Concerning Your Career

Employment Tips for Open Systems Professionals

The Workplace Hazards of Software Patents

By Jim Johnson

Who does current patent law really protect in the realm of software?

The number of companies receiving patents and filing patent applications for software has increased dramatically in the last couple of years. Although more companies are now filing applications, a small handful have held almost all software patents, with IBM and Hitachi topping the list. Patenting software may seem to be more of a legal issue than a workplace issue, but this trend increasingly impacts the everyday lives of staffers, managers and independent developers.

Patents should not be confused with copyrights; there are critical differences between the two concepts. Copyrights cover "works," a particular literal expression of an idea, such as a song or book. Patents originally were intended to cover "inventions" and to grant a 17-year monopoly on the production and use of such "devices." The social justification for this policy is to encourage progress in science and the "useful arts"; it provides an incentive for inventors to make the precise nature of their inventions public so they will eventually become available to all humanity. It should be noted that--in practice--the U.S. Patent and Trademark Office (PTO) and the courts have come to define invention as including relatively abstract techniques, and now interpret devices as encompassing the actual ideas underlying the devices.

Problems with Software Patents

At first, software patents might seem like a great idea. In 1994, mighty Microsoft was forced to bow to tiny Stac Electronics when it was determined that Microsoft's DoubleSpace product infringed upon the patented compression techniques used in Stac's Stacker product. But, just as Microsoft could be stung by a (presumably) accidental re-creation of a patented software technique, so can any other software company or independent developer.

However, consider for a moment how many lines of code have been written in the last few decades; then consider the fact that there is a dearth of computer science graduates among the PTO's examiners. Obviously, there are serious questions as to whether the PTO can reasonably determine if a specific claim has already been invented or may be unreasonably broad.

More importantly, the patenting of software discourages the innate creative process that is software development. For example, an essential element in the current Internet revolution has been free software like the Unix-based HTTPD Web server and the DOS/Windows-based Pegasus e-mail program, whose distribution cuts costs for providers and allows users to explore the Net for little initial cost. Ironically, this kind of software is precisely the type of innovation that is already being stifled by software patents.

Many independent developers have laid the foundations of their careers on freeware and shareware, and many managers of small firms have successfully leveraged these marketing methods into effective competition against "the big boys." The rapidly increasing number of software patents creates a much greater opportunity for accidental infringement and the costly legal proceedings and product derailments that often go along with it. By and large, software patents empower the big guys and disadvantage the little guys.

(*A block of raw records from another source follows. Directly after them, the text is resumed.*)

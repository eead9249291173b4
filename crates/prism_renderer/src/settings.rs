//! Serializable render settings.

use prism_math::{Point, Vector};
use serde::{Deserialize, Serialize};

/// Every renderer parameter in one value.
///
/// Missing fields take their defaults when deserialized, so a settings file
/// only needs to name what it changes.
#[derive(Debug, Clone, PartialEq, Serialize, Deserialize)]
#[serde(default)]
pub struct RenderSettings {
    pub image_width: u32,
    pub image_height: u32,
    /// Samples per pixel for anti-aliasing
    pub samples_num: u32,
    /// Maximum ray bounce depth
    pub render_depth: u32,
    /// Vertical field of view in degrees
    pub vfov: f64,
    pub lookfrom: Point,
    pub lookat: Point,
    pub vup: Vector,
    /// Variation angle of rays through each pixel, 0 disables depth of field
    pub defocus_angle: f64,
    /// Distance from camera to plane of perfect focus
    pub focus_dist: f64,
    /// Base seed for the per-row generators; random when absent
    pub seed: Option<u64>,
}

impl Default for RenderSettings {
    fn default() -> Self {
        Self {
            image_width: 800,
            image_height: 450,
            samples_num: 100,
            render_depth: 50,
            vfov: 90.0,
            lookfrom: Point::new(0.0, 0.0, 1.0),
            lookat: Point::ZERO,
            vup: Vector::Y,
            defocus_angle: 0.0,
            focus_dist: 10.0,
            seed: None,
        }
    }
}
// Re-export glam for convenience
pub use glam;
pub use glam::{DVec2, DVec3};

// prism math types
mod interval;
mod ray;
pub mod sampling;
mod vector;

pub use interval::Interval;
pub use ray::Ray;
pub use vector::{near_zero, reflect, refract, unit, Color, Point, Vector};
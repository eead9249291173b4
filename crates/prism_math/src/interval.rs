/// Closed range of reals, used for valid hit distances and color clamping.
#[derive(Debug, Clone, Copy, PartialEq)]
pub struct Interval {
    pub min: f64,
    pub max: f64,
}

impl Interval {
    /// Create a new interval given min and max values.
    ///
    /// `min <= max` is a construction contract; use [`Interval::EMPTY`] for
    /// the empty range.
    #[inline]
    pub fn new(min: f64, max: f64) -> Self {
        debug_assert!(min <= max, "interval min {min} exceeds max {max}");
        Self { min, max }
    }

    /// Returns the size of the interval (max - min).
    pub fn size(&self) -> f64 {
        self.max - self.min
    }

    /// Returns true if x is within the interval [min, max] (inclusive).
    #[inline]
    pub fn contains(&self, x: f64) -> bool {
        self.min <= x && x <= self.max
    }

    /// Returns true if x is strictly within the interval (min, max) (exclusive).
    #[inline]
    pub fn surrounds(&self, x: f64) -> bool {
        self.min < x && x < self.max
    }

    /// Clamps x to be within the interval [min, max].
    #[inline]
    pub fn clamp(&self, x: f64) -> f64 {
        x.clamp(self.min, self.max)
    }

    /// An empty interval (min > max, contains nothing).
    pub const EMPTY: Interval = Interval {
        min: f64::INFINITY,
        max: f64::NEG_INFINITY,
    };

    /// A universe interval (contains everything).
    pub const UNIVERSE: Interval = Interval {
        min: f64::NEG_INFINITY,
        max: f64::INFINITY,
    };

    /// The unit interval [0, 1] used for color channels.
    pub const UNIT: Interval = Interval { min: 0.0, max: 1.0 };
}

impl Default for Interval {
    fn default() -> Self {
        Self::EMPTY
    }
}
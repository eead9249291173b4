//! Error types for scene construction, renderer configuration and rendering.

use crate::MaterialId;
use thiserror::Error;

/// Rejected renderer configuration.
#[derive(Error, Debug, Clone, PartialEq)]
pub enum ConfigError {
    #[error("Image dimensions must be non-zero, got {width}x{height}")]
    ZeroDimension { width: u32, height: u32 },

    #[error("Sample count must be at least 1")]
    NoSamples,

    #[error("Vertical field of view must be in (0, 180) degrees, got {0}")]
    InvalidFov(f64),

    #[error("Camera position and look-at point coincide")]
    DegenerateView,

    #[error("Up vector is parallel to the view direction")]
    ParallelUp,

    #[error("Focus distance must be positive, got {0}")]
    InvalidFocusDistance(f64),

    #[error("Defocus angle must be non-negative, got {0}")]
    InvalidDefocusAngle(f64),
}

/// Rejected scene content.
#[derive(Error, Debug, Clone, PartialEq)]
pub enum SceneError {
    #[error("Material {0:?} is not registered with this scene")]
    UnknownMaterial(MaterialId),

    #[error("Sphere radius must be positive and finite, got {0}")]
    InvalidRadius(f64),

    #[error("Index of refraction must be positive and finite, got {0}")]
    InvalidIor(f64),
}

/// Failure of a render pass.
#[derive(Error, Debug, Clone, PartialEq)]
pub enum RenderError {
    #[error("Render cancelled after {rows_done} of {rows_total} rows")]
    Cancelled { rows_done: usize, rows_total: usize },

    #[error("Accumulator is {found_width}x{found_height}, renderer is {width}x{height}")]
    SizeMismatch {
        width: u32,
        height: u32,
        found_width: u32,
        found_height: u32,
    },
}
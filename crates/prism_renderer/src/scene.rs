//! Scene: a material registry plus the objects that reference it.

use crate::{
    hittable::{HitRecord, Hittable},
    Material, MaterialId, SceneError, Sphere,
};
use prism_math::{Interval, Point, Ray};
use std::sync::atomic::{AtomicU64, Ordering};

// Zero is left for `MaterialId::default()`
static NEXT_SCENE_ID: AtomicU64 = AtomicU64::new(1);

fn next_scene_id() -> u64 {
    NEXT_SCENE_ID.fetch_add(1, Ordering::Relaxed)
}

/// A collection of objects acting as one aggregate hittable.
///
/// The scene owns its materials; objects refer to them through the
/// [`MaterialId`] handles returned by [`Scene::register_material`], so a
/// material always outlives every hit record that names it.
#[derive(Debug, Clone)]
pub struct Scene {
    id: u64,
    materials: Vec<Material>,
    objects: Vec<Sphere>,
}

impl Default for Scene {
    fn default() -> Self {
        Self {
            id: next_scene_id(),
            materials: Vec::new(),
            objects: Vec::new(),
        }
    }
}

impl Scene {
    /// Create a new empty scene.
    pub fn new() -> Self {
        Self::default()
    }

    /// Store a material and return its handle.
    pub fn register_material(&mut self, material: Material) -> MaterialId {
        self.materials.push(material);
        MaterialId {
            scene: self.id,
            index: self.materials.len() - 1,
        }
    }

    /// Look up a registered material.
    ///
    /// Returns `None` for handles issued by another scene, or before the
    /// last [`Scene::clear`].
    pub fn material(&self, id: MaterialId) -> Option<&Material> {
        if id.scene != self.id {
            return None;
        }
        self.materials.get(id.index)
    }

    /// Add a sphere whose material must already be registered here.
    pub fn add(&mut self, sphere: Sphere) -> Result<(), SceneError> {
        if self.material(sphere.material()).is_none() {
            return Err(SceneError::UnknownMaterial(sphere.material()));
        }
        self.objects.push(sphere);
        Ok(())
    }

    /// Build and add a sphere in one step.
    pub fn add_sphere(
        &mut self,
        center: Point,
        radius: f64,
        material: MaterialId,
    ) -> Result<(), SceneError> {
        self.add(Sphere::new(center, radius, material)?)
    }

    /// Objects in insertion order.
    pub fn objects(&self) -> &[Sphere] {
        &self.objects
    }

    /// Number of registered materials.
    pub fn material_count(&self) -> usize {
        self.materials.len()
    }

    /// Get the number of objects.
    pub fn len(&self) -> usize {
        self.objects.len()
    }

    /// Check if the scene has no objects.
    pub fn is_empty(&self) -> bool {
        self.objects.is_empty()
    }

    /// Remove all objects and materials. Handles issued so far are retired.
    pub fn clear(&mut self) {
        self.objects.clear();
        self.materials.clear();
        self.id = next_scene_id();
    }
}

impl Hittable for Scene {
    fn hit(&self, ray: &Ray, ray_t: Interval, rec: &mut HitRecord) -> bool {
        let mut hit_anything = false;
        let mut closest_so_far = ray_t.max;

        // Every child is tested against a range that shrinks to the best hit so far
        for object in &self.objects {
            let interval = Interval::new(ray_t.min, closest_so_far);
            if object.hit(ray, interval, rec) {
                hit_anything = true;
                closest_so_far = rec.t;
            }
        }

        hit_anything
    }
}
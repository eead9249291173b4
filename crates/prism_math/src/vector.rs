//! Vector helpers shared by geometry and materials.
//!
//! `Vector`, `Point` and `Color` are the same `DVec3` used with different
//! intent; all operations produce new values.

use glam::DVec3;

/// A direction or displacement in 3D space.
pub type Vector = DVec3;

/// A position in 3D space.
pub type Point = DVec3;

/// Linear RGB radiance, channels typically in [0, 1].
pub type Color = DVec3;

/// Normalize `v`. The input must have non-zero length.
#[inline]
pub fn unit(v: Vector) -> Vector {
    debug_assert!(
        v.length_squared() > 0.0,
        "cannot normalize a zero-length vector"
    );
    v / v.length()
}

/// True if every component is close to zero.
#[inline]
pub fn near_zero(v: Vector) -> bool {
    const S: f64 = 1e-8;
    v.x.abs() < S && v.y.abs() < S && v.z.abs() < S
}

/// Reflect a vector about a normal.
#[inline]
pub fn reflect(v: Vector, n: Vector) -> Vector {
    v - 2.0 * v.dot(n) * n
}

/// Refract a unit vector through a surface with unit normal `n`.
///
/// `etai_over_etat` is the ratio of refractive indices across the surface.
#[inline]
pub fn refract(uv: Vector, n: Vector, etai_over_etat: f64) -> Vector {
    let cos_theta = (-uv).dot(n).min(1.0);
    let r_out_perp = etai_over_etat * (uv + cos_theta * n);
    let r_out_parallel = -(1.0 - r_out_perp.length_squared()).abs().sqrt() * n;
    r_out_perp + r_out_parallel
}
//! prism renderer - CPU ray tracing
//!
//! A forward Monte Carlo ray tracer: camera rays are jittered per pixel,
//! traced recursively through a [`Scene`] of spheres, scattered by
//! Matte/Metal/Glass materials and averaged into 8-bit RGB pixels handed to
//! an [`ImageSink`].
//!
//! ```
//! use prism_renderer::{Color, Material, Point, Renderer, Scene};
//!
//! let mut scene = Scene::new();
//! let gray = scene.register_material(Material::matte(Color::splat(0.5)));
//! scene.add_sphere(Point::new(0.0, 0.0, -1.0), 0.5, gray).unwrap();
//!
//! let mut renderer = Renderer::new(8, 8).unwrap();
//! renderer.samples_num = 2;
//! renderer.render_depth = 4;
//! renderer.lookfrom = Point::ZERO;
//! renderer.lookat = Point::new(0.0, 0.0, -1.0);
//! renderer.configure().unwrap();
//!
//! let image = renderer.render_to_buffer(&scene);
//! assert_eq!(image.pixels.len(), 64);
//! ```

mod camera;
mod error;
mod hittable;
mod image;
mod material;
mod renderer;
mod scene;
mod settings;
mod sphere;

pub use camera::CameraGeometry;
pub use error::{ConfigError, RenderError, SceneError};
pub use hittable::{HitRecord, Hittable, MaterialId};
pub use image::{ImageBuffer, ImageSink};
pub use material::{Glass, Material, Matte, Metal, Scatter, ScatterResult};
pub use renderer::{
    background, finalize_pixel, linear_to_gamma, ray_color, Accumulator, RenderStats, Renderer,
    HIT_EPSILON, HORIZON, ZENITH,
};
pub use scene::Scene;
pub use settings::RenderSettings;
pub use sphere::Sphere;

/// Re-export the math types from prism_math
pub use prism_math::{Color, Interval, Point, Ray, Vector};
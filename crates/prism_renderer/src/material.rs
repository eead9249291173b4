//! Materials describing how light scatters off surfaces.

use crate::{hittable::HitRecord, Ray, SceneError};
use prism_math::sampling::{gen_f64, random_unit_vector};
use prism_math::{near_zero, reflect, refract, unit, Color};
use rand::RngCore;

/// Outcome of a successful scatter.
#[derive(Debug, Clone, Copy, PartialEq)]
pub struct ScatterResult {
    /// Color the scattered light is multiplied by
    pub attenuation: Color,
    /// Continuation ray leaving the surface
    pub scattered: Ray,
}

/// Surface response to an incoming ray.
pub trait Scatter {
    /// Scatter an incoming ray.
    ///
    /// Returns `Some` if the ray scatters, or `None` if it is absorbed.
    fn scatter(&self, ray_in: &Ray, rec: &HitRecord, rng: &mut dyn RngCore)
        -> Option<ScatterResult>;
}

/// Lambertian (diffuse) material.
#[derive(Debug, Clone, Copy, PartialEq)]
pub struct Matte {
    albedo: Color,
}

impl Matte {
    /// Create a new diffuse material with the given albedo color.
    pub fn new(albedo: Color) -> Self {
        Self { albedo }
    }

    pub fn albedo(&self) -> Color {
        self.albedo
    }
}

impl Scatter for Matte {
    fn scatter(
        &self,
        _ray_in: &Ray,
        rec: &HitRecord,
        rng: &mut dyn RngCore,
    ) -> Option<ScatterResult> {
        let mut scatter_direction = rec.normal + random_unit_vector(rng);

        // Catch degenerate scatter direction
        if near_zero(scatter_direction) {
            scatter_direction = rec.normal;
        }

        Some(ScatterResult {
            attenuation: self.albedo,
            scattered: Ray::new(rec.p, scatter_direction),
        })
    }
}

/// Metal (specular) material.
#[derive(Debug, Clone, Copy, PartialEq)]
pub struct Metal {
    albedo: Color,
    fuzz: f64,
}

impl Metal {
    /// Create a new Metal material.
    ///
    /// - `albedo`: The color of the metal
    /// - `fuzz`: Roughness, 0.0 = perfect mirror, 1.0 = very rough
    pub fn new(albedo: Color, fuzz: f64) -> Self {
        Self {
            albedo,
            fuzz: fuzz.clamp(0.0, 1.0),
        }
    }

    pub fn albedo(&self) -> Color {
        self.albedo
    }

    pub fn fuzz(&self) -> f64 {
        self.fuzz
    }
}

impl Scatter for Metal {
    fn scatter(
        &self,
        ray_in: &Ray,
        rec: &HitRecord,
        rng: &mut dyn RngCore,
    ) -> Option<ScatterResult> {
        let reflected = unit(reflect(ray_in.direction(), rec.normal));
        let direction = reflected + self.fuzz * random_unit_vector(rng);

        // A fuzzed ray pointing into the surface is absorbed
        if direction.dot(rec.normal) <= 0.0 {
            return None;
        }

        Some(ScatterResult {
            attenuation: self.albedo,
            scattered: Ray::new(rec.p, direction),
        })
    }
}

/// Dielectric (glass) material.
#[derive(Debug, Clone, Copy, PartialEq)]
pub struct Glass {
    /// Index of refraction
    ior: f64,
}

impl Glass {
    /// Create a new Glass material.
    ///
    /// - `ior`: Index of refraction (1.0 = air, 1.5 = glass, 2.4 = diamond)
    ///
    /// Values below 1 model a denser medium inside a lighter one, such as an
    /// air bubble in glass.
    pub fn new(ior: f64) -> Result<Self, SceneError> {
        if !(ior.is_finite() && ior > 0.0) {
            return Err(SceneError::InvalidIor(ior));
        }
        Ok(Self { ior })
    }

    pub fn ior(&self) -> f64 {
        self.ior
    }

    /// Schlick's approximation for reflectance.
    pub fn reflectance(cosine: f64, refraction_ratio: f64) -> f64 {
        let r0 = ((1.0 - refraction_ratio) / (1.0 + refraction_ratio)).powi(2);
        r0 + (1.0 - r0) * (1.0 - cosine).powi(5)
    }
}

impl Scatter for Glass {
    fn scatter(
        &self,
        ray_in: &Ray,
        rec: &HitRecord,
        rng: &mut dyn RngCore,
    ) -> Option<ScatterResult> {
        let refraction_ratio = if rec.front_face {
            1.0 / self.ior
        } else {
            self.ior
        };

        let unit_direction = unit(ray_in.direction());
        let cos_theta = (-unit_direction).dot(rec.normal).min(1.0);
        let sin_theta = (1.0 - cos_theta * cos_theta).sqrt();

        // Check for total internal reflection
        let cannot_refract = refraction_ratio * sin_theta > 1.0;

        let direction =
            if cannot_refract || Self::reflectance(cos_theta, refraction_ratio) > gen_f64(rng) {
                reflect(unit_direction, rec.normal)
            } else {
                refract(unit_direction, rec.normal, refraction_ratio)
            };

        Some(ScatterResult {
            attenuation: Color::ONE,
            scattered: Ray::new(rec.p, direction),
        })
    }
}

/// The closed set of surface materials.
#[derive(Debug, Clone, Copy, PartialEq)]
pub enum Material {
    Matte(Matte),
    Metal(Metal),
    Glass(Glass),
}

impl Material {
    pub fn matte(albedo: Color) -> Self {
        Material::Matte(Matte::new(albedo))
    }

    pub fn metal(albedo: Color, fuzz: f64) -> Self {
        Material::Metal(Metal::new(albedo, fuzz))
    }

    pub fn glass(ior: f64) -> Result<Self, SceneError> {
        Glass::new(ior).map(Material::Glass)
    }
}

impl Scatter for Material {
    #[inline]
    fn scatter(
        &self,
        ray_in: &Ray,
        rec: &HitRecord,
        rng: &mut dyn RngCore,
    ) -> Option<ScatterResult> {
        match self {
            Material::Matte(m) => m.scatter(ray_in, rec, rng),
            Material::Metal(m) => m.scatter(ray_in, rec, rng),
            Material::Glass(m) => m.scatter(ray_in, rec, rng),
        }
    }
}

#[cfg(test)]
mod tests {
    use super::*;
    use prism_math::{Point, Vector};
    use rand::rngs::StdRng;
    use rand::SeedableRng;

    fn record(normal: Vector, front_face: bool) -> HitRecord {
        HitRecord {
            p: Point::ZERO,
            normal,
            front_face,
            t: 1.0,
            ..Default::default()
        }
    }

    #[test]
    fn test_matte_always_scatters_into_hemisphere() {
        let mut rng = StdRng::seed_from_u64(5);
        let matte = Material::matte(Color::new(0.8, 0.3, 0.1));
        let rec = record(Vector::Y, true);
        let ray = Ray::new(Point::new(0.0, 1.0, 0.0), -Vector::Y);

        for _ in 0..500 {
            let result = matte.scatter(&ray, &rec, &mut rng).expect("matte scatters");
            assert_eq!(result.attenuation, Color::new(0.8, 0.3, 0.1));
            assert_eq!(result.scattered.origin(), rec.p);
            assert!(result.scattered.direction().dot(rec.normal) >= 0.0);
            assert!(result.scattered.direction().length_squared() > 0.0);
        }
    }

    /// Generator that replays a fixed sequence of words.
    struct Scripted {
        words: Vec<u64>,
        next: usize,
    }

    impl RngCore for Scripted {
        fn next_u32(&mut self) -> u32 {
            (self.next_u64() >> 32) as u32
        }

        fn next_u64(&mut self) -> u64 {
            let word = self.words[self.next % self.words.len()];
            self.next += 1;
            word
        }

        fn fill_bytes(&mut self, dest: &mut [u8]) {
            dest.fill(0)
        }

        fn try_fill_bytes(&mut self, dest: &mut [u8]) -> Result<(), rand::Error> {
            self.fill_bytes(dest);
            Ok(())
        }
    }

    #[test]
    fn test_matte_degenerate_direction_falls_back_to_normal() {
        // Draws 0.5, 0.0, 0.5: the unit vector (0, -1, 0) cancels the normal
        let mut rng = Scripted {
            words: vec![1 << 63, 0, 1 << 63],
            next: 0,
        };
        let matte = Matte::new(Color::splat(0.5));
        let rec = record(Vector::Y, true);
        let ray = Ray::new(Point::new(0.0, 1.0, 0.0), -Vector::Y);

        let result = matte.scatter(&ray, &rec, &mut rng).expect("matte scatters");
        assert_eq!(result.scattered.direction(), rec.normal);
        assert_eq!(result.scattered.origin(), rec.p);
    }

    #[test]
    fn test_glass_rejects_invalid_ior() {
        for ior in [0.0, -1.5, f64::NAN, f64::INFINITY] {
            assert!(matches!(Glass::new(ior), Err(SceneError::InvalidIor(_))));
            assert!(Material::glass(ior).is_err());
        }
        assert_eq!(Glass::new(1.0 / 1.5).unwrap().ior(), 1.0 / 1.5);
    }

    #[test]
    fn test_perfect_mirror() {
        let mut rng = StdRng::seed_from_u64(5);
        let metal = Metal::new(Color::splat(0.9), 0.0);
        let rec = record(Vector::Y, true);
        let ray = Ray::new(Point::new(-1.0, 1.0, 0.0), Vector::new(1.0, -1.0, 0.0));

        let result = metal.scatter(&ray, &rec, &mut rng).expect("mirror reflects");
        let expected = unit(Vector::new(1.0, 1.0, 0.0));
        assert!((result.scattered.direction() - expected).length() < 1e-12);
        assert_eq!(result.attenuation, Color::splat(0.9));
    }

    #[test]
    fn test_fuzz_is_clamped() {
        assert_eq!(Metal::new(Color::ONE, 3.0).fuzz(), 1.0);
        assert_eq!(Metal::new(Color::ONE, -1.0).fuzz(), 0.0);
    }

    #[test]
    fn test_rough_metal_at_grazing_angle_sometimes_absorbs() {
        let mut rng = StdRng::seed_from_u64(9);
        let metal = Material::metal(Color::ONE, 1.0);
        let rec = record(Vector::Y, true);
        let ray = Ray::new(Point::ZERO, Vector::new(1.0, -0.01, 0.0));

        let mut absorbed = 0;
        for _ in 0..500 {
            match metal.scatter(&ray, &rec, &mut rng) {
                Some(result) => assert!(result.scattered.direction().dot(rec.normal) > 0.0),
                None => absorbed += 1,
            }
        }
        assert!(absorbed > 0);
    }

    #[test]
    fn test_schlick_reflectance() {
        // Head-on reflectance of glass is about 4%
        let r = Glass::reflectance(1.0, 1.0 / 1.5);
        assert!((r - 0.04).abs() < 1e-9);
        // Grazing incidence reflects everything
        assert!((Glass::reflectance(0.0, 1.0 / 1.5) - 1.0).abs() < 1e-12);
    }

    #[test]
    fn test_glass_total_internal_reflection() {
        let mut rng = StdRng::seed_from_u64(1);
        let glass = Glass::new(1.5).unwrap();
        // Leaving the glass at a steep angle: sin_theta * 1.5 > 1
        let rec = record(-Vector::Y, false);
        let direction = unit(Vector::new(1.0, 0.3, 0.0));
        let ray = Ray::new(Point::new(-1.0, -0.3, 0.0), direction);

        for _ in 0..100 {
            let result = glass.scatter(&ray, &rec, &mut rng).expect("glass scatters");
            let expected = reflect(direction, rec.normal);
            assert!((result.scattered.direction() - expected).length() < 1e-12);
            assert_eq!(result.attenuation, Color::ONE);
        }
    }

    #[test]
    fn test_glass_mostly_refracts_head_on() {
        let mut rng = StdRng::seed_from_u64(2);
        let glass = Material::glass(1.5).unwrap();
        let rec = record(Vector::Y, true);
        let ray = Ray::new(Point::new(0.0, 1.0, 0.0), -Vector::Y);

        let refracted = (0..1000)
            .filter_map(|_| glass.scatter(&ray, &rec, &mut rng))
            .filter(|result| result.scattered.direction().y < 0.0)
            .count();

        // About 96% transmission
        assert!(refracted > 900, "refracted {refracted} of 1000");
    }
}
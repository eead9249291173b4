//! Random sampling helpers.
//!
//! Every helper draws from the caller's generator so that each worker can
//! own its RNG.

use crate::Vector;
use glam::DVec3;
use rand::{Rng, RngCore};

/// Random f64 in [0, 1).
#[inline]
pub fn gen_f64(rng: &mut dyn RngCore) -> f64 {
    rng.gen::<f64>()
}

/// Random f64 in [min, max).
#[inline]
pub fn gen_range(rng: &mut dyn RngCore, min: f64, max: f64) -> f64 {
    min + (max - min) * gen_f64(rng)
}

/// Random vector with each component in [min, max).
pub fn random_vector(rng: &mut dyn RngCore, min: f64, max: f64) -> Vector {
    DVec3::new(
        gen_range(rng, min, max),
        gen_range(rng, min, max),
        gen_range(rng, min, max),
    )
}

/// Sample a random point in the square [-0.5, 0.5] x [-0.5, 0.5] (z = 0).
pub fn sample_square(rng: &mut dyn RngCore) -> Vector {
    DVec3::new(gen_f64(rng) - 0.5, gen_f64(rng) - 0.5, 0.0)
}

/// Sample a random point in the unit disk (z = 0).
///
/// Rejection sampling on the enclosing square.
pub fn random_in_unit_disk(rng: &mut dyn RngCore) -> Vector {
    loop {
        let p = DVec3::new(gen_range(rng, -1.0, 1.0), gen_range(rng, -1.0, 1.0), 0.0);
        if p.length_squared() < 1.0 {
            return p;
        }
    }
}

/// Generate a random unit vector, uniform on the unit sphere.
pub fn random_unit_vector(rng: &mut dyn RngCore) -> Vector {
    // Use rejection sampling for uniform distribution on sphere
    loop {
        let v = random_vector(rng, -1.0, 1.0);
        let len_sq = v.length_squared();
        if len_sq > 1e-160 && len_sq <= 1.0 {
            return v / len_sq.sqrt();
        }
    }
}

#[cfg(test)]
mod tests {
    use super::*;
    use rand::rngs::StdRng;
    use rand::SeedableRng;

    #[test]
    fn test_sample_square_bounds() {
        let mut rng = StdRng::seed_from_u64(7);
        for _ in 0..1000 {
            let p = sample_square(&mut rng);
            assert!((-0.5..0.5).contains(&p.x));
            assert!((-0.5..0.5).contains(&p.y));
            assert_eq!(p.z, 0.0);
        }
    }

    #[test]
    fn test_random_in_unit_disk() {
        let mut rng = StdRng::seed_from_u64(42);
        for _ in 0..1000 {
            let p = random_in_unit_disk(&mut rng);
            assert!(p.length_squared() < 1.0);
            assert_eq!(p.z, 0.0);
        }
    }

    #[test]
    fn test_random_unit_vector_is_unit() {
        let mut rng = StdRng::seed_from_u64(3);
        for _ in 0..1000 {
            let v = random_unit_vector(&mut rng);
            assert!((v.length() - 1.0).abs() < 1e-9);
        }
    }

    #[test]
    fn test_gen_range() {
        let mut rng = StdRng::seed_from_u64(11);
        for _ in 0..1000 {
            let x = gen_range(&mut rng, 0.5, 1.0);
            assert!((0.5..=1.0).contains(&x));
        }
    }

    #[test]
    fn test_same_seed_same_sequence() {
        let mut a = StdRng::seed_from_u64(99);
        let mut b = StdRng::seed_from_u64(99);
        assert_eq!(random_unit_vector(&mut a), random_unit_vector(&mut b));
    }
}
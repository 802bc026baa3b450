#![allow(clippy::missing_errors_doc)] // Allow public functions without # Errors sections
#![allow(clippy::must_use_candidate)] // Allow methods without must_use when context is clear

//! # Scalable Worker
//!
//! A long-running AMQP request/response worker. It consumes task requests
//! from a queue, hands each payload to a pluggable [`handler::RequestHandler`],
//! publishes the correlated response to the caller's reply queue and
//! acknowledges the task only after that publish succeeded.
//!
//! ## Architecture
//!
//! - **Connection supervisor**: one shared connection, dialed with a fixed
//!   retry delay and replaced under a non-blocking guard so concurrent failure
//!   reports collapse into a single reconnect
//! - **Channel session**: queue declaration, prefetch of one, consumer
//! - **Consume loop**: `Consuming`/`Recovering`/`Terminated` state machine;
//!   transport errors trigger recovery, never process exit
//! - **Response publisher**: response-then-ack, at-least-once processing
//!
//! ## Module Organization
//!
//! - [`config`] - environment and file based configuration
//! - [`messaging`] - broker seams, envelopes, RabbitMQ and in-memory providers
//! - [`handler`] - request handler trait and the default echo handler
//! - [`worker`] - supervisor, session, publisher, consume loop, bootstrap
//! - [`logging`] - structured logging setup
//! - [`error`] - top-level error type
//!
//! ## Quick Start
//!
//! ```rust
//! use std::sync::Arc;
//! use scalable_worker::config::{BrokerConfig, WorkerConfig};
//! use scalable_worker::handler::EchoTaskHandler;
//! use scalable_worker::messaging::providers::InMemoryBroker;
//! use scalable_worker::worker::TaskWorker;
//!
//! # #[tokio::main]
//! # async fn main() -> Result<(), Box<dyn std::error::Error>> {
//! let broker = InMemoryBroker::new();
//! let config = WorkerConfig::new(BrokerConfig::new("localhost", 5672));
//! let worker = TaskWorker::bootstrap(
//!     config,
//!     Arc::new(broker.connector()),
//!     Arc::new(EchoTaskHandler::new("docs")),
//! )
//! .await?;
//! assert!(worker.supervisor().is_connected());
//! worker.close().await;
//! # Ok(())
//! # }
//! ```

pub mod config;
pub mod constants;
pub mod error;
pub mod handler;
pub mod logging;
pub mod messaging;
pub mod worker;

pub use config::{BrokerConfig, ConfigurationError, WorkerConfig};
pub use error::{WorkerError, WorkerResult};
pub use handler::{EchoTaskHandler, RequestHandler};
pub use messaging::{MessagingError, MessagingResult, ResponseEnvelope, TaskEnvelope};
pub use worker::{
    ConnectionSupervisor, ConsumeLoop, ConsumerState, ReconnectOutcome, ShutdownHandle, TaskWorker,
};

The case of Derek Noonburg is a good example of the hazards facing independent developers. Noonburg is a graduate student in Electrical and Computer Engineering at Carnegie-Mellon University in Pittsburgh, PA. For fun, he created an X Window System-based application for reading PDF (a.k.a. Adobe Acrobat) files and was giving it away for free on the Internet. Unfortunately, the PDF standard includes LZW data compression, a technique for which Unisys Corp. holds a patent. In December 1995, he says, Unisys told him there was "no way" he could "legally distribute a free PDF viewer" that uses LZW. Noonburg was forced to pull his product from the Net until he could develop a workaround that doesn't use LZW.

Small companies are also vulnerable; from an economic standpoint, perhaps even more so than independent freeware developers. Some unscrupulous attorneys deliberately seek out overly broad patents and then demand "one-time licensing fees" from companies offering related products. Large companies may have the relative luxury of choosing to pay off or fight it out, but smaller firms often can't afford to do either and are forced to take a severe financial blow. (For a more thorough exploration of the history and legal aspects of software patents, see High Technology and the Law)

Fighting Back

As important as it is to protect oneself against the dangers of accidental patent infringement, it's not an easy task. The first and most important thing is to raise awareness; staffers should make sure that their managers and coworkers know of the danger, and managers should push their company to develop fluency in patent concepts and follow developments in the field. Both organizations and independent developers can do their part in keeping the problem from getting worse by refraining from patenting their own products (of course, they should not hesitate to copyright them, if they wish).

In the design stages of a product, a company could conduct its own patent search to determine if any similar techniques already exist, but this is costly, time-consuming and frequently unreliable. However, if one is facing litigation or other threats from patent-holders or their agents, a "prior art" search may turn up evidence that could challenge the validity of the patent in question.

Of course, opinions about how to react vary with individuals and firms. Some might choose to praise and patronize companies that have voiced opposition to software patents, such as Adobe, Autodesk and Oracle. Conversely, they may also choose to petition or not patronize companies that patent software as a matter of policy; top software patent holders include AT&T, DEC, Hitachi, IBM, Sharp, Toshiba and Xerox.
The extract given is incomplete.